I also have about 50 years experience in electronics... Both mixed signal and RF...
One of the issues in the Audacity measurements is that they are analog in nature, Not digital so extracting the pulse width to any real accuracy is a matter of chance.. Particularly with the SDR as a measurement tool. Mine are based on the R280 chip and are better positioned as crude spectrum analyzers.. I enjoy very much playing about with them BUT I'd Never make an attempt at deriving accurate timing from them.. it simply isn't there.

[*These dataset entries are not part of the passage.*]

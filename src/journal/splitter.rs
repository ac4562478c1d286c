//! Document-level splitting.
//!
//! A journal document is one file holding a dated title and any number of
//! `## Session N` blocks. This module pulls out the document metadata and
//! slices the text into one block per session.

use std::path::Path;

use super::grammar;
use super::models::{DEFAULT_PROJECT, UNKNOWN_DATE};

/// A journal document cut into session blocks.
#[derive(Debug, Clone, PartialEq, Eq)]
pub struct SplitDocument<'a> {
    /// Date from the file name or title, or "unknown"
    pub date: String,
    /// Project from the title, or "General"
    pub project: String,
    /// One slice per `## Session N` heading, heading line included
    pub blocks: Vec<&'a str>,
}

/// Splits a document into its metadata and session blocks.
///
/// Text before the first session heading is not part of any block, and a
/// document without session headings produces no blocks at all.
pub fn split_document<'a>(text: &'a str, file_name: &str) -> SplitDocument<'a> {
    SplitDocument {
        date: document_date(text, file_name),
        project: document_project(text),
        blocks: session_blocks(text),
    }
}

/// Date from the file name, falling back to the first dated title.
pub fn document_date(text: &str, file_name: &str) -> String {
    let base_name = Path::new(file_name)
        .file_name()
        .and_then(|n| n.to_str())
        .unwrap_or(file_name);

    grammar::DATE
        .captures(base_name)
        .map(|caps| caps[1].to_string())
        .or_else(|| {
            grammar::DATED_TITLE
                .captures(text)
                .map(|caps| caps["date"].to_string())
        })
        .unwrap_or_else(|| UNKNOWN_DATE.to_string())
}

/// Project segment of the dated title, up to the first hyphen.
pub fn document_project(text: &str) -> String {
    grammar::TITLE_PROJECT
        .captures(text)
        .map(|caps| caps["project"].trim().to_string())
        .filter(|project| !project.is_empty())
        .unwrap_or_else(|| DEFAULT_PROJECT.to_string())
}

fn session_blocks(text: &str) -> Vec<&str> {
    let starts: Vec<usize> = grammar::SESSION_MARKER
        .find_iter(text)
        .map(|m| m.start())
        .collect();

    starts
        .iter()
        .enumerate()
        .map(|(i, &start)| {
            let end = starts.get(i + 1).copied().unwrap_or(text.len());
            &text[start..end]
        })
        .collect()
}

Drift of the 35 MHz? (KHz) isn't really critical as the actual bandwidth for the detector is rather large. What is missing is the transition speed.. The Audacity measurements are effectively analog measurements that are capacitor coupled, Not DC coupled so one looses the accurate timing required to extract the pulse width's due to the effective 'spreading' of the pulses due to charging and discharging effects caused by the translation to the Audacity input as the sound card that translates this information to time related events is slewed by the measurement method itself..
Unfortunately a fair quality O'scope is still above $100.00.. This for a used good quality O'scope and well beyond the capacity of the various inexpensive "Digital Handheld Devices"... Unfortunately there is a steep learning curve required to using a device like an O'scope effectively.
That having been said the best method that I can see is to use a logic analyzer.. A cheap Alibaba clone is more than ample for your needs... However you will need direct DC measurements of the encoder to extract accurate timing information.
I would first measure the data at the key pin of the OOK transmitter or LED driver output with a logic analyzer to extract real time measurements before I tried to interpret the TX data as it is ground referenced and thus easier to accurately measure..
The drawback for many is the lack of the skills to identify the measurement point and the lack of both skill and equipment to do so with.
What I've seen so far look like faulty measurement techniques or PWM/PCM encoding and I suspect that this is not the real reason for failures in decoding these measurements. Likely more skewed data from the measurement techniques.
The CRC is really important and must be taken into account.. Basically Assume Nothing unless you can see the same results for any unique pulse train.
There has been a fair amount of investigation about IR encoders and decoders that can be had for a little imagination and a lot of searching.